Not sure which question is more appropriate here: why or why not? We’ve already witnessed the renewed interest in URL shortening services with the rise of communication platforms where brevity appears to be the norm rather than a side effect (Twitter!).
It was little surprising to see a custom one pop up that focuses specifically on iTunes links.
iTunes links are inherently long, non-sexy and practically unsharable web addresses that lead people directly to Apple’s media management software program where they can download applications for their iPhone or iPod Touch in a section called the App Store, à la http://ax.itunes.apple.com/WebObjects/MZStore.woa/wa/browserRedirect?url=itms%253A%252F%252Fax.itunes.apple.com%252FWebObjects%252FMZStore.woa%252Fwa%252FviewSoftware%253Fid%253D321041850%2526mt%253D8.
(In case you’re wondering, that one goes to the Swimsuit Models app from Sports Illustrated. You’re welcome.)
What Appsto.re does is let you take those long URLs and turn them into custom links such as http://appsto.re/AreYouAMoron and … no that’s basically all it does, even if the team that built the app felt the service actually required its own manifesto.
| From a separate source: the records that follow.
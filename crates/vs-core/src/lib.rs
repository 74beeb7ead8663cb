//! Shared primitives used across VidSpeed crates.

use core::fmt;

/// Result alias used across the workspace.
pub type EngineResult<T> = Result<T, EngineError>;

/// Top-level error type. Nothing in the engine is fatal; callers log these and move on.
#[derive(Debug, Clone, PartialEq, Eq)]
pub struct EngineError {
    pub code: &'static str,
    pub message: String,
}

impl EngineError {
    pub fn new(code: &'static str, message: impl Into<String>) -> Self {
        Self {
            code,
            message: message.into(),
        }
    }
}

impl fmt::Display for EngineError {
    fn fmt(&self, f: &mut fmt::Formatter<'_>) -> fmt::Result {
        write!(f, "{}: {}", self.code, self.message)
    }
}

impl std::error::Error for EngineError {}

/// Viewport coordinates in CSS pixels.
#[derive(Debug, Clone, Copy, Default, PartialEq)]
pub struct Point {
    pub x: f64,
    pub y: f64,
}

impl Point {
    pub const fn new(x: f64, y: f64) -> Self {
        Self { x, y }
    }
}

/// Viewport-relative bounding rectangle, as reported by `getBoundingClientRect`.
#[derive(Debug, Clone, Copy, Default, PartialEq)]
pub struct Rect {
    pub left: f64,
    pub top: f64,
    pub width: f64,
    pub height: f64,
}

impl Rect {
    pub const fn new(left: f64, top: f64, width: f64, height: f64) -> Self {
        Self {
            left,
            top,
            width,
            height,
        }
    }

    pub fn right(&self) -> f64 {
        self.left + self.width
    }

    pub fn bottom(&self) -> f64 {
        self.top + self.height
    }

    /// Edges are inclusive.
    pub fn contains(&self, point: Point) -> bool {
        point.x >= self.left
            && point.x <= self.right()
            && point.y >= self.top
            && point.y <= self.bottom()
    }

    pub fn top_left(&self) -> Point {
        Point::new(self.left, self.top)
    }
}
For something that can already be done with the tons of other URL shortening services out there.
I’m leaning towards the first question: why?
Update: as commenters have pointed out, the reason is that the developers of the service insert an affiliate link when shortening the URL and pick up a piece of the revenue generated from paid apps sales. They don’t mention this anywhere, but you can see it for a split second when you open the short URLs (the team told me the main benefit is for iPhone app developers to better brand links to their apps and in the future track conversion for clicks/sales).
Update 3: Appsfire also has a custom URL shortener for iPhone app links, and offers real-time analytics and soon, monetization tools.